- **YOUR ASSIGNMENT**: Write only the number of lines in the entries below that contain the word "QueryResult".

*** Block opens ***

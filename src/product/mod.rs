//! Analytics products that can be queried.
//!
//! Every per-product constant (root field, query name, endpoint path and
//! field catalog) hangs off [`ProductType`], so they can never be mixed
//! between products.

mod catalog;

pub use catalog::{EVENTS_FIELDS, METRICS_FIELDS};

use std::str::FromStr;

use serde::{Deserialize, Serialize};

use crate::error::QueryError;

/// Default base URL of the analytics API.
pub const DEFAULT_BASE_URL: &str = "https://api.azionapi.net";

/// Analytics dataset a query targets.
#[derive(Debug, Clone, Copy, PartialEq, Eq, Hash, Default, Serialize, Deserialize)]
#[serde(rename_all = "lowercase")]
pub enum ProductType {
    /// Raw event log stream.
    #[default]
    Events,
    /// Aggregated metrics.
    Metrics,
}

impl ProductType {
    /// All products, in display order.
    pub const ALL: [ProductType; 2] = [ProductType::Events, ProductType::Metrics];

    /// Returns the human-readable product label.
    pub fn label(&self) -> &'static str {
        match self {
            Self::Events => "Real-time Events",
            Self::Metrics => "Real-time Metrics",
        }
    }

    /// Returns the GraphQL root field queried for this product.
    pub fn root_field(&self) -> &'static str {
        match self {
            Self::Events => "httpEvents",
            Self::Metrics => "httpMetrics",
        }
    }

    /// Returns the GraphQL operation name used for this product.
    pub fn query_name(&self) -> &'static str {
        match self {
            Self::Events => "EventsQuery",
            Self::Metrics => "MetricsQuery",
        }
    }

    /// Returns the endpoint path, relative to the API base URL.
    pub fn endpoint_path(&self) -> &'static str {
        match self {
            Self::Events => "/events/graphql",
            Self::Metrics => "/metrics/graphql",
        }
    }

    /// Returns the full endpoint URL under the given base URL.
    pub fn endpoint(&self, base_url: &str) -> String {
        format!("{}{}", base_url.trim_end_matches('/'), self.endpoint_path())
    }

    /// Returns the fields that can be selected for this product.
    pub fn fields(&self) -> &'static [&'static str] {
        match self {
            Self::Events => EVENTS_FIELDS,
            Self::Metrics => METRICS_FIELDS,
        }
    }

    /// Returns true if `field` is in this product's catalog.
    pub fn has_field(&self, field: &str) -> bool {
        self.fields().contains(&field)
    }

    /// Returns the field selected when the caller picks none.
    pub fn default_field(&self) -> &'static str {
        self.fields()[0]
    }
}

impl FromStr for ProductType {
    type Err = QueryError;

    fn from_str(s: &str) -> Result<Self, Self::Err> {
        match s.trim().to_lowercase().as_str() {
            "events" | "httpevents" | "real-time events" => Ok(Self::Events),
            "metrics" | "httpmetrics" | "real-time metrics" => Ok(Self::Metrics),
            _ => Err(QueryError::InvalidProductType(s.to_string())),
        }
    }
}

impl std::fmt::Display for ProductType {
    fn fmt(&self, f: &mut std::fmt::Formatter<'_>) -> std::fmt::Result {
        write!(f, "{}", self.label())
    }
}
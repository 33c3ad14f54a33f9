//! Rendering and saving query results.
//!
//! Results are written as pretty JSON to a file, or to stdout when the
//! destination is `-`.

use std::fs;
use std::io::Write;
use std::path::Path;

use tracing::info;

use crate::error::{QueryError, Result};
use crate::query::QueryResult;

/// Message shown when the API returned nothing.
pub const NO_DATA_MESSAGE: &str = "No data found.";

/// What happened to a result handed to [`write_result`].
#[derive(Debug, Clone, PartialEq, Eq)]
pub enum WriteOutcome {
    /// Nothing was written because the result was empty.
    Empty,
    /// Written to stdout.
    Stdout,
    /// Written to the given file; carries the byte count.
    File { bytes: usize },
}

/// Returns true if `dest` means standard output.
pub fn is_stdout(dest: &Path) -> bool {
    dest.as_os_str() == "-"
}

/// Writes `result` to `dest` unless it is empty.
///
/// Parent directories of a file destination are created as needed.
pub fn write_result(result: &QueryResult, dest: &Path) -> Result<WriteOutcome> {
    if result.is_empty() {
        return Ok(WriteOutcome::Empty);
    }

    let mut json = result.to_pretty_json()?;
    json.push('\n');

    if is_stdout(dest) {
        let mut stdout = std::io::stdout().lock();
        stdout
            .write_all(json.as_bytes())
            .and_then(|_| stdout.flush())
            .map_err(|e| QueryError::io(format!("Failed to write to stdout: {e}")))?;
        return Ok(WriteOutcome::Stdout);
    }

    if let Some(parent) = dest.parent().filter(|p| !p.as_os_str().is_empty()) {
        fs::create_dir_all(parent).map_err(|e| {
            QueryError::io(format!("Failed to create {}: {e}", parent.display()))
        })?;
    }

    fs::write(dest, &json)
        .map_err(|e| QueryError::io(format!("Failed to write {}: {e}", dest.display())))?;
    info!("Wrote {} bytes to {}", json.len(), dest.display());

    Ok(WriteOutcome::File { bytes: json.len() })
}

/// One-line summary of a result for the terminal.
pub fn summary(result: &QueryResult) -> String {
    if result.is_empty() {
        return NO_DATA_MESSAGE.to_string();
    }
    match result.rows() {
        Some(rows) => format!(
            "Results for {}: {} rows",
            result.product().root_field(),
            rows.len()
        ),
        None => format!("Results for {}:", result.product().root_field()),
    }
}
//! Integration tests for realtime-query.

pub mod builder_test;
pub mod executor_test;
pub mod flow_test;
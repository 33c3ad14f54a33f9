//! Query building and execution.
//!
//! [`build_query`] renders the GraphQL document; an [`AnalyticsClient`]
//! sends it and returns the response data.

pub mod builder;
pub mod executor;
pub mod mock;
pub mod result;

pub use builder::{
    build_query, DateRange, FieldSelection, Filter, FilterValue, Query, FETCH_LIMIT,
};
pub use executor::QueryExecutor;
pub use mock::MockAnalyticsClient;
pub use result::QueryResult;

use async_trait::async_trait;

use crate::error::Result;

/// Trait for clients that can run a built query.
///
/// The endpoint is always derived from the query's own product.
#[async_trait]
pub trait AnalyticsClient: Send + Sync {
    /// Sends `query` authenticated with `api_key` and returns the `data`
    /// object of the response.
    async fn execute(&self, query: &Query, api_key: &str) -> Result<QueryResult>;
}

*** Block closes ***

- **REPLY**: 5